[Provided information — start]
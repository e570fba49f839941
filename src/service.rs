//! Token services: the capability outbound API wrappers depend on.
//!
//! - [`SuiteTokenService`]: `suite_access_token`, driven by the pushed suite ticket.
//!   Nothing touches the network until the first non-empty ticket arrives.
//! - [`AccessTokenService`]: corp / official-account `access_token` from client credentials.
//!
//! Typical caller pattern for provider errors on unrelated endpoints:
//!
//! ```ignore
//! let resp = call_api(&svc.token().await?).await?;
//! if wxsuite_rs::errors::should_refresh_token(resp.errcode) {
//!     let fresh = svc.refresh_token().await?;
//!     call_api(&fresh).await?;
//! }
//! ```

use std::sync::Arc;

use async_trait::async_trait;
use tracing::{info, warn};

use crate::callback::{MessageContext, MessageHandler, Reply};
use crate::credential::{CredentialError, CredentialStore, MemoryCredentialStore};
use crate::refresher::{RefresherOptions, TokenRefresher};
use crate::ticket::TicketHolder;
use crate::token::{AccessTokenSource, Auth, SuiteAuth, SuiteClient, SuiteTokenSource, TokenSource, redact_id};

/// InfoType of the suite ticket push.
pub const INFO_TYPE_SUITE_TICKET: &str = "suite_ticket";

/// Read and force-refresh one credential.
#[async_trait]
pub trait TokenService: Send + Sync + 'static {
    /// The cached credential, without a network call.
    async fn token(&self) -> Result<String, CredentialError>;

    /// Issue a new credential now and realign the background schedule.
    async fn refresh_token(&self) -> Result<String, CredentialError>;
}

/// `suite_access_token` service fed by [`SuiteTicketHandler`].
pub struct SuiteTokenService {
    ticket: Arc<TicketHolder>,
    refresher: TokenRefresher,
}

impl SuiteTokenService {
    pub fn new(client: SuiteClient, auth: SuiteAuth, options: RefresherOptions) -> Self {
        let ticket = Arc::new(TicketHolder::new());
        let source = SuiteTokenSource::new(client, auth, Arc::clone(&ticket));
        Self::with_source(
            ticket,
            Arc::new(source),
            Arc::new(MemoryCredentialStore::new(CredentialError::TicketNotConfigured)),
            options,
        )
    }

    /// Assemble from parts, e.g. a Redis store or a test source.
    pub fn with_source(
        ticket: Arc<TicketHolder>,
        source: Arc<dyn TokenSource>,
        store: Arc<dyn CredentialStore>,
        options: RefresherOptions,
    ) -> Self {
        Self {
            ticket,
            refresher: TokenRefresher::new(source, store, options),
        }
    }

    /// Record a pushed ticket. The first non-empty ticket starts the refresher
    /// (one immediate issuance, then the background schedule); later tickets are
    /// only stored for the next issuance.
    ///
    /// Returns `true` when this call started the refresher.
    pub async fn set_ticket(&self, ticket: &str) -> bool {
        if self.ticket.set_if_non_empty(ticket) {
            self.refresher.start().await
        } else {
            false
        }
    }

    /// Like [`set_ticket`](Self::set_ticket), but the first issuance runs in
    /// the background task instead of on the caller.
    ///
    /// Must be called from within a tokio runtime.
    pub fn accept_ticket(&self, ticket: &str) -> bool {
        self.ticket.set_if_non_empty(ticket) && self.refresher.spawn()
    }

    pub fn ticket(&self) -> &Arc<TicketHolder> {
        &self.ticket
    }

    pub fn refresher(&self) -> &TokenRefresher {
        &self.refresher
    }

    pub async fn shutdown(&self) {
        self.refresher.shutdown().await;
    }
}

#[async_trait]
impl TokenService for SuiteTokenService {
    async fn token(&self) -> Result<String, CredentialError> {
        if !self.ticket.is_set() {
            return Err(CredentialError::TicketNotConfigured);
        }
        self.refresher.store().get().await
    }

    async fn refresh_token(&self) -> Result<String, CredentialError> {
        if !self.ticket.is_set() {
            return Err(CredentialError::TicketNotConfigured);
        }
        self.refresher.refresh_now().await
    }
}

/// `access_token` service for corp or official-account apps.
pub struct AccessTokenService {
    refresher: TokenRefresher,
}

impl AccessTokenService {
    pub fn new(client: SuiteClient, auth: Auth, options: RefresherOptions) -> Self {
        Self::with_source(
            Arc::new(AccessTokenSource::new(client, auth)),
            Arc::new(MemoryCredentialStore::default()),
            options,
        )
    }

    pub fn with_source(
        source: Arc<dyn TokenSource>,
        store: Arc<dyn CredentialStore>,
        options: RefresherOptions,
    ) -> Self {
        Self {
            refresher: TokenRefresher::new(source, store, options),
        }
    }

    /// Issue the first token and start the background schedule.
    pub async fn start(&self) -> bool {
        self.refresher.start().await
    }

    pub fn refresher(&self) -> &TokenRefresher {
        &self.refresher
    }

    pub async fn shutdown(&self) {
        self.refresher.shutdown().await;
    }
}

#[async_trait]
impl TokenService for AccessTokenService {
    async fn token(&self) -> Result<String, CredentialError> {
        self.refresher.store().get().await
    }

    async fn refresh_token(&self) -> Result<String, CredentialError> {
        self.refresher.refresh_now().await
    }
}

/// Feeds `InfoType=suite_ticket` pushes into a [`SuiteTokenService`].
pub struct SuiteTicketHandler {
    service: Arc<SuiteTokenService>,
}

impl SuiteTicketHandler {
    pub fn new(service: Arc<SuiteTokenService>) -> Self {
        Self { service }
    }
}

#[async_trait]
impl MessageHandler for SuiteTicketHandler {
    async fn handle(&self, ctx: &MessageContext) -> anyhow::Result<Reply> {
        let ticket = ctx.envelope.suite_ticket.trim();
        anyhow::ensure!(!ticket.is_empty(), "suite_ticket push without SuiteTicket");

        // Acknowledge now; the refresher issues the first token on its own task.
        if self.service.accept_ticket(ticket) {
            info!(suite_id = %redact_id(&ctx.envelope.suite_id), "first suite ticket received; refresher started");
        } else if !self.service.refresher().is_started() {
            warn!("suite ticket stored but refresher is not running");
        }
        Ok(Reply::Success)
    }
}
[Provided information — finish]
(Task directions) Word for word, write out each of the records shown above.

(Written solution)
repository e570fba49f839941
filename src/service.rs
//! Token services: the capability outbound API wrappers depend on.
//!
//! - [`SuiteTokenService`]: `suite_access_token`, driven by the pushed suite ticket.
//!   Nothing touches the network until the first non-empty ticket arrives.
//! - [`AccessTokenService`]: corp / official-account `access_token` from client credentials.
//!
//! Typical caller pattern for provider errors on unrelated endpoints:
//!
//! ```ignore
//! let resp = call_api(&svc.token().await?).await?;
//! if wxsuite_rs::errors::should_refresh_token(resp.errcode) {
//!     let fresh = svc.refresh_token().await?;
//!     call_api(&fresh).await?;
//! }
//! ```

use std::sync::Arc;

use async_trait::async_trait;
use tracing::{info, warn};

use crate::callback::{MessageContext, MessageHandler, Reply};
use crate::credential::{CredentialError, CredentialStore, MemoryCredentialStore};
use crate::refresher::{RefresherOptions, TokenRefresher};
use crate::ticket::TicketHolder;
use crate::token::{AccessTokenSource, Auth, SuiteAuth, SuiteClient, SuiteTokenSource, TokenSource, redact_id};

/// InfoType of the suite ticket push.
pub const INFO_TYPE_SUITE_TICKET: &str = "suite_ticket";

/// Read and force-refresh one credential.
#[async_trait]
pub trait TokenService: Send + Sync + 'static {
    /// The cached credential, without a network call.
    async fn token(&self) -> Result<String, CredentialError>;

    /// Issue a new credential now and realign the background schedule.
    async fn refresh_token(&self) -> Result<String, CredentialError>;
}

/// `suite_access_token` service fed by [`SuiteTicketHandler`].
pub struct SuiteTokenService {
    ticket: Arc<TicketHolder>,
    refresher: TokenRefresher,
}

impl SuiteTokenService {
    pub fn new(client: SuiteClient, auth: SuiteAuth, options: RefresherOptions) -> Self {
        let ticket = Arc::new(TicketHolder::new());
        let source = SuiteTokenSource::new(client, auth, Arc::clone(&ticket));
        Self::with_source(
            ticket,
            Arc::new(source),
            Arc::new(MemoryCredentialStore::new(CredentialError::TicketNotConfigured)),
            options,
        )
    }

    /// Assemble from parts, e.g. a Redis store or a test source.
    pub fn with_source(
        ticket: Arc<TicketHolder>,
        source: Arc<dyn TokenSource>,
        store: Arc<dyn CredentialStore>,
        options: RefresherOptions,
    ) -> Self {
        Self {
            ticket,
            refresher: TokenRefresher::new(source, store, options),
        }
    }

    /// Record a pushed ticket. The first non-empty ticket starts the refresher
    /// (one immediate issuance, then the background schedule); later tickets are
    /// only stored for the next issuance.
    ///
    /// Returns `true` when this call started the refresher.
    pub async fn set_ticket(&self, ticket: &str) -> bool {
        if self.ticket.set_if_non_empty(ticket) {
            self.refresher.start().await
        } else {
            false
        }
    }

    /// Like [`set_ticket`](Self::set_ticket), but the first issuance runs in
    /// the background task instead of on the caller.
    ///
    /// Must be called from within a tokio runtime.
    pub fn accept_ticket(&self, ticket: &str) -> bool {
        self.ticket.set_if_non_empty(ticket) && self.refresher.spawn()
    }

    pub fn ticket(&self) -> &Arc<TicketHolder> {
        &self.ticket
    }

    pub fn refresher(&self) -> &TokenRefresher {
        &self.refresher
    }

    pub async fn shutdown(&self) {
        self.refresher.shutdown().await;
    }
}

#[async_trait]
impl TokenService for SuiteTokenService {
    async fn token(&self) -> Result<String, CredentialError> {
        if !self.ticket.is_set() {
            return Err(CredentialError::TicketNotConfigured);
        }
        self.refresher.store().get().await
    }

    async fn refresh_token(&self) -> Result<String, CredentialError> {
        if !self.ticket.is_set() {
            return Err(CredentialError::TicketNotConfigured);
        }
        self.refresher.refresh_now().await
    }
}

/// `access_token` service for corp or official-account apps.
pub struct AccessTokenService {
    refresher: TokenRefresher,
}

impl AccessTokenService {
    pub fn new(client: SuiteClient, auth: Auth, options: RefresherOptions) -> Self {
        Self::with_source(
            Arc::new(AccessTokenSource::new(client, auth)),
            Arc::new(MemoryCredentialStore::default()),
            options,
        )
    }

    pub fn with_source(
        source: Arc<dyn TokenSource>,
        store: Arc<dyn CredentialStore>,
        options: RefresherOptions,
    ) -> Self {
        Self {
            refresher: TokenRefresher::new(source, store, options),
        }
    }

    /// Issue the first token and start the background schedule.
    pub async fn start(&self) -> bool {
        self.refresher.start().await
    }

    pub fn refresher(&self) -> &TokenRefresher {
        &self.refresher
    }

    pub async fn shutdown(&self) {
        self.refresher.shutdown().await;
    }
}

#[async_trait]
impl TokenService for AccessTokenService {
    async fn token(&self) -> Result<String, CredentialError> {
        self.refresher.store().get().await
    }

    async fn refresh_token(&self) -> Result<String, CredentialError> {
        self.refresher.refresh_now().await
    }
}

/// Feeds `InfoType=suite_ticket` pushes into a [`SuiteTokenService`].
pub struct SuiteTicketHandler {
    service: Arc<SuiteTokenService>,
}

impl SuiteTicketHandler {
    pub fn new(service: Arc<SuiteTokenService>) -> Self {
        Self { service }
    }
}

#[async_trait]
impl MessageHandler for SuiteTicketHandler {
    async fn handle(&self, ctx: &MessageContext) -> anyhow::Result<Reply> {
        let ticket = ctx.envelope.suite_ticket.trim();
        anyhow::ensure!(!ticket.is_empty(), "suite_ticket push without SuiteTicket");

        // Acknowledge now; the refresher issues the first token on its own task.
        if self.service.accept_ticket(ticket) {
            info!(suite_id = %redact_id(&ctx.envelope.suite_id), "first suite ticket received; refresher started");
        } else if !self.service.refresher().is_started() {
            warn!("suite ticket stored but refresher is not running");
        }
        Ok(Reply::Success)
    }
}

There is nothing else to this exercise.